Chinese equities fell in the first full week of trading after the weeklong Lunar New Year holiday as investors pocketed gains from a four-week rally streak and turned cautious about the strength of the country’s recovery. The broader capitalization-weighted Shanghai Composite Index(SSE) eased 0.04% and the blue chip CSI 300 Index slipped 0.95%. In Hong Kong, the benchmark Hang Seng Index(.HSI) retreated 4.5%, its biggest weekly decline since the end of October, according to Reuters.

Key highlights for the week and outlook for China/HK:

1.    China’s official manufacturing Purchasing Managers’ Index (PMI) rose to 50.1 in January from December’s 47.0. This marked a return to growth for the first time since September as domestic activity improved after Beijing abandoned its coronavirus restrictions at year-end. The nonmanufacturing PMI rose to a better-than-expected 54.4 from 41.6, reaching its highest reading since June. 

2.    IMF raised its annual growth forecast for China as the economy rebounds following the removal of pandemic curbs. The IMF projected that China’s economy would grow 5.2% this year, up from its October forecast of 4.4%, and kept its estimate for 2024 at 4.5%.
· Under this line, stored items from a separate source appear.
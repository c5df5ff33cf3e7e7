//! One-shot commands.

use std::io::Write;
use std::path::{Path, PathBuf};
use std::sync::Arc;
use std::time::Duration;

use color_eyre::eyre::{eyre, Result};
use indicatif::{ProgressBar, ProgressStyle};
use ragdeck_core::api::{QueryMode, RagApi, UploadKind};
use ragdeck_core::config::UploadConfig;
use ragdeck_core::graph::{adapt, AdapterOptions};
use ragdeck_core::session::{QueryController, SessionEvent};
use ragdeck_core::{validate_upload, Config};
use tokio::sync::mpsc;

fn spinner(message: impl Into<String>) -> Result<ProgressBar> {
    let bar = ProgressBar::new_spinner();
    bar.set_style(ProgressStyle::default_spinner().template("{spinner:.cyan} {msg}")?);
    bar.set_message(message.into());
    bar.enable_steady_tick(Duration::from_millis(80));
    Ok(bar)
}

pub async fn health(api: &dyn RagApi) -> Result<()> {
    let health = api.check_health().await;
    if health.is_healthy() {
        println!("● backend is {}", health.status);
        Ok(())
    } else {
        Err(eyre!("backend is {}", health.status))
    }
}

/// Ask one question, printing the answer as it streams in.
pub async fn query(api: Arc<dyn RagApi>, text: &str, mode: QueryMode, stream: bool) -> Result<()> {
    let controller = QueryController::new(api);
    let (tx, mut rx) = mpsc::unbounded_channel();

    let printer = tokio::spawn(async move {
        let mut stdout = std::io::stdout();
        while let Some(event) = rx.recv().await {
            if let SessionEvent::Chunk { text, .. } = event {
                let _ = write!(stdout, "{text}");
                let _ = stdout.flush();
            }
        }
        let _ = writeln!(stdout);
    });

    let result = controller.submit(text, mode, stream, Some(tx)).await;
    printer.await?;

    let exchange = result?;
    if let (Some(context_build), Some(total)) =
        (exchange.metrics.context_build, exchange.metrics.total)
    {
        eprintln!(
            "[{}] first chunk after {:.2}s, complete after {:.2}s",
            mode,
            context_build.as_secs_f64(),
            total.as_secs_f64()
        );
    }
    Ok(())
}

pub async fn graph(api: &dyn RagApi, options: AdapterOptions, json: bool) -> Result<()> {
    let bar = spinner("Fetching knowledge graph...")?;
    let data = api.fetch_graph().await;
    bar.finish_and_clear();
    let data = data?;

    let adapted = adapt(&data, &options);
    if json {
        println!("{}", serde_json::to_string_pretty(&adapted)?);
        return Ok(());
    }

    println!("Nodes:          {}", adapted.nodes.len());
    println!("  visible:      {}", adapted.visible_nodes().count());
    println!("  hidden:       {}", adapted.hidden_count());
    println!("Edges:          {}", adapted.edges.len());
    println!("  dropped:      {}", adapted.dropped_edges);

    let mut ranked: Vec<_> = adapted.visible_nodes().collect();
    ranked.sort_by(|a, b| b.size.cmp(&a.size).then_with(|| a.id.cmp(&b.id)));
    if !ranked.is_empty() {
        println!("\nMost connected:");
        for node in ranked.iter().take(10) {
            let label = data
                .node(&node.id)
                .map(|n| n.label.as_str())
                .unwrap_or(node.id.as_str());
            println!("  {:<40} {}", label, node.id);
        }
    }
    Ok(())
}

pub async fn docs_list(api: &dyn RagApi) -> Result<()> {
    let response = api.list_documents().await?;
    let docs = response.data.unwrap_or_default();
    if docs.is_empty() {
        println!("No documents found. Use 'ragdeck upload <files>' to add some.");
        return Ok(());
    }

    println!("{:<38} {:<12} {:>7}  {}", "DOC ID", "STATUS", "CHUNKS", "PREVIEW");
    for doc in &docs {
        let preview: String = doc.preview().chars().take(60).collect();
        println!(
            "{:<38} {:<12} {:>7}  {}",
            doc.doc_id,
            doc.status,
            doc.chunks_count.map(|c| c.to_string()).unwrap_or_default(),
            preview
        );
    }
    println!("\n{} document(s)", docs.len());
    Ok(())
}

pub async fn docs_delete(api: &dyn RagApi, doc_id: &str) -> Result<()> {
    let response = api.delete_document(doc_id).await?;
    println!(
        "Deleted {}{}",
        doc_id,
        response
            .message
            .map(|m| format!(": {m}"))
            .unwrap_or_default()
    );
    Ok(())
}

pub async fn upload(
    api: &dyn RagApi,
    rules: &UploadConfig,
    files: &[PathBuf],
    kind: UploadKind,
) -> Result<()> {
    let files = validate_upload(files, rules)?;

    let bar = spinner(format!("Uploading {} file(s)...", files.len()))?;
    let response = api.upload_files(&files, kind).await;
    bar.finish_and_clear();

    let response = response?;
    println!(
        "Uploaded {} file(s) to {}: {}",
        files.len(),
        kind.endpoint(),
        response.message_or_default()
    );
    Ok(())
}

pub fn show_config(config: &Config, path: Option<&Path>) -> Result<()> {
    match path {
        Some(path) => println!("# Loaded from {}", path.display()),
        None => println!("# Effective configuration (files, environment, defaults)"),
    }
    print!("{}", config.to_toml()?);
    Ok(())
}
Technically, both SSE and Hang Seng Indexes appear over bought after recent rally, expected short-term profit-taking or sideway consolidation.

SSE weekly chart

.HSI weekly chart

Singapore

STI index fell 9.92points or 0.29%, after it had a very bullish breakout the previous week from long term sideway consolidation, probably by profit-taking. No doubts bulls are in absolute charge and we are looking for further upside move. Next level to watch is previous high 3466 in Mar 2022.